If you pay full price for just about anything these days, you're paying too much. The rise of deep-discount stores has led to falling prices at stores and shopping malls. Moreover, online tools like coupon sites, daily-deal offers, discounted gift cards, and cash-back credit-card deals can cut your costs as well. With all these tools, you won't find many situations in which you have no chance of getting a bargain on the items you want.
In the past, many young adults focused on getting into as strong a college as they could, figuring that their degree would pay them enough to make up for the costs they incurred. With college graduates facing a more challenging job environment than ever, smart students are thinking about college costs before they make a decision on a school. By maximizing financial aid and looking at lower-tuition schools with nearly as strong educational quality, you can avoid creating a big debt hole that you'll struggle with for years into the future.

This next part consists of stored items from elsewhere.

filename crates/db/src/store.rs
//! Request-scoped access to the booking tables.
//!
//! A [`StoreConnector`] opens a fresh pool for every booking request and the
//! returned [`BookingStore`] is closed before the response goes out. Handlers
//! only see these traits, which keeps them testable without Postgres.

use async_trait::async_trait;
use eyre::Result;
use trgnexus_core::models::booking::NewBooking;
use uuid::Uuid;

use crate::config::DatabaseSettings;
use crate::models::{DbTherapist, RecordedBooking};
use crate::repositories::{booking, therapist};
use crate::{DbPool, create_pool};

/// Connections per request pool: the therapist lookup and the transaction run
/// one after the other.
const REQUEST_POOL_SIZE: u32 = 1;

#[async_trait]
pub trait BookingStore: Send + Sync {
    async fn find_therapist(&self, id: Uuid) -> Result<Option<DbTherapist>>;

    /// Runs the booking transaction and commits it.
    async fn record_booking(&self, booking: &NewBooking) -> Result<RecordedBooking>;

    /// Releases every connection held by the store.
    async fn close(&self);
}

#[async_trait]
pub trait StoreConnector: Send + Sync {
    async fn connect(&self) -> Result<Box<dyn BookingStore>>;
}

pub struct PgBookingStore {
    pool: DbPool,
}

impl PgBookingStore {
    pub fn new(pool: DbPool) -> Self {
        Self { pool }
    }
}

#[async_trait]
impl BookingStore for PgBookingStore {
    async fn find_therapist(&self, id: Uuid) -> Result<Option<DbTherapist>> {
        therapist::get_therapist_by_id(&self.pool, id).await
    }

    async fn record_booking(&self, new_booking: &NewBooking) -> Result<RecordedBooking> {
        booking::record_booking(&self.pool, new_booking).await
    }

    async fn close(&self) {
        self.pool.close().await;
        tracing::debug!("Request pool closed");
    }
}

pub struct PgStoreConnector {
    settings: DatabaseSettings,
}

impl PgStoreConnector {
    pub fn new(settings: DatabaseSettings) -> Self {
        Self { settings }
    }
}

#[async_trait]
impl StoreConnector for PgStoreConnector {
    async fn connect(&self) -> Result<Box<dyn BookingStore>> {
        let pool = create_pool(&self.settings, REQUEST_POOL_SIZE).await?;
        tracing::debug!("Connected to database");
        Ok(Box::new(PgBookingStore::new(pool)))
    }
}
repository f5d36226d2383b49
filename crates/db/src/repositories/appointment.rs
use crate::models::DbAppointment;
use eyre::Result;
use sqlx::PgConnection;
use trgnexus_core::models::booking::{APPOINTMENT_STATUS_SCHEDULED, APPOINTMENT_TYPE_FIRST_SESSION};
use uuid::Uuid;

/// Inserts a first-session appointment.
///
/// `date` and `time` are passed through as text and cast by Postgres, so a
/// malformed value fails the statement.
pub async fn create_appointment(
    conn: &mut PgConnection,
    patient_id: Uuid,
    date: &str,
    time: &str,
    notes: &str,
    therapist_id: Option<Uuid>,
) -> Result<Uuid> {
    let id = sqlx::query_scalar::<_, Uuid>(
        r#"
        INSERT INTO appointments (patient_id, date, time, status, type, notes, therapist_id)
        VALUES ($1, $2::date, $3::time, $4, $5, $6, $7)
        RETURNING id
        "#,
    )
    .bind(patient_id)
    .bind(date)
    .bind(time)
    .bind(APPOINTMENT_STATUS_SCHEDULED)
    .bind(APPOINTMENT_TYPE_FIRST_SESSION)
    .bind(notes)
    .bind(therapist_id)
    .fetch_one(&mut *conn)
    .await?;

    tracing::debug!("Appointment created: id={}, patient_id={}", id, patient_id);
    Ok(id)
}

pub async fn get_appointments_by_patient_id(
    conn: &mut PgConnection,
    patient_id: Uuid,
) -> Result<Vec<DbAppointment>> {
    let appointments = sqlx::query_as::<_, DbAppointment>(
        r#"
        SELECT id, patient_id, date, time, status, type, notes, therapist_id, created_at
        FROM appointments
        WHERE patient_id = $1
        ORDER BY date, time
        "#,
    )
    .bind(patient_id)
    .fetch_all(&mut *conn)
    .await?;

    Ok(appointments)
}
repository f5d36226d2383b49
/// Mapping of domain errors to HTTP responses
pub mod error_handling;
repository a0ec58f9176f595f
use std::io;
use std::io::Write;
use std::fs::File;
use std::path::Path;

use crate::renderer::Presenter;

/// A canvas for collecting rendered pixels.
///
/// This structure stores the results of a render as byte triplets, already
/// converted for display. It implements `Presenter`, so the frame driver can
/// deliver rows directly into it, and it can save the finished image.
///
/// For now, only PPM images are supported.
#[derive(Clone, Default, Debug, PartialEq)]
pub struct Canvas {
    /// The width of the canvas, in pixels.
    pub width: usize,

    /// The height of the canvas, in pixels.
    pub height: usize,

    /// The pixels of the canvas, stored as a flattened vector.
    pixels: Vec<[u8; 3]>,
}

impl Canvas {
    /// Creates a new canvas with specified width and height.
    ///
    /// This function allocates a `Vec` of size `width * height`, which may
    /// take up a decent amount of memory, depending on image size.
    pub fn new(width: usize, height: usize) -> Canvas {
        Canvas {
            width,
            height,
            pixels: vec![[0, 0, 0]; width * height]
        }
    }

    /// Saves a canvas to a PPM file.
    pub fn save(&self, path: &Path) -> io::Result<()> {
        let mut out = File::create(path)?;

        // Write the PPM header: magic number, dimensions, maximum channel.
        writeln!(&mut out, "P3")?;
        writeln!(&mut out, "{} {}", self.width, self.height)?;
        writeln!(&mut out, "255")?;

        // One pixel per line keeps every line comfortably under the PPM
        // 70-column limit.
        for [r, g, b] in self.pixels.iter() {
            writeln!(&mut out, "{} {} {}", r, g, b)?;
        }

        Ok(())
    }

    /// Reads a pixel from a location on the `Canvas`.
    ///
    /// Pixels are specified in row-column order, where `y` is the row of the
    /// pixel, and `x` is the column. Rows and columns are zero-indexed. If
    /// the specified pixel location is out-of-bounds, `None` is returned by
    /// this function.
    pub fn read_pixel(&self, x: usize, y: usize) -> Option<[u8; 3]> {
        if x >= self.width || y >= self.height {
            return None
        }

        Some(self.pixels[(y * self.width) + x])
    }
}

impl Presenter for Canvas {
    fn begin_frame(&mut self, width: usize, height: usize) {
        self.width = width;
        self.height = height;
        self.pixels = vec![[0, 0, 0]; width * height];
    }

    /// Writes a pixel to a location on the `Canvas`.
    ///
    /// Out-of-bounds pixels are silently ignored.
    fn set_pixel(&mut self, x: usize, y: usize, rgb: [u8; 3]) {
        if x >= self.width || y >= self.height {
            return;
        }

        self.pixels[(y * self.width) + x] = rgb;
    }

    fn end_row(&mut self, _y: usize) { }

    fn end_frame(&mut self) { }
}

/* Tests */

#[test]
fn write_and_read_pixel() {
    let mut canvas = Canvas::new(8, 8);
    canvas.set_pixel(4, 2, [255, 0, 255]);

    assert_eq!(canvas.read_pixel(4, 2), Some([255, 0, 255]));
    assert_eq!(canvas.read_pixel(0, 0), Some([0, 0, 0]));
}

#[test]
fn out_of_bounds_pixels_are_ignored() {
    let mut canvas = Canvas::new(2, 2);
    canvas.set_pixel(5, 5, [1, 2, 3]);

    assert_eq!(canvas.read_pixel(5, 5), None);
}

#[test]
fn begin_frame_resizes() {
    let mut canvas = Canvas::default();
    canvas.begin_frame(3, 2);

    assert_eq!(canvas.width, 3);
    assert_eq!(canvas.height, 2);
    assert_eq!(canvas.read_pixel(2, 1), Some([0, 0, 0]));
}

#[test]
fn save_writes_ppm() {
    use std::fs;

    let mut canvas = Canvas::new(2, 1);
    canvas.set_pixel(0, 0, [255, 0, 0]);
    canvas.set_pixel(1, 0, [0, 127, 0]);

    let path = std::env::temp_dir().join("ray_caster_canvas_test.ppm");
    canvas.save(&path).unwrap();

    let contents = fs::read_to_string(&path).unwrap();
    assert_eq!(contents, "P3\n2 1\n255\n255 0 0\n0 127 0\n");

    fs::remove_file(&path).unwrap();
}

If you don't have a will, a power of attorney for financial and health-care matters, and an advance directive to tell medical professionals whether you want certain life-preserving measures taken if something happens to you, then you're putting your family at risk. Many people don't have even these basic estate-planning documents, but getting them in place is easier and less expensive than most believe. Get your affairs taken care of in 2014 and save your loved ones some big future hassles.
Resolving to be more financially astute and to avoid common mistakes will help you get your finances in order more quickly. These tips should give you more money to help you meet all your financial goals.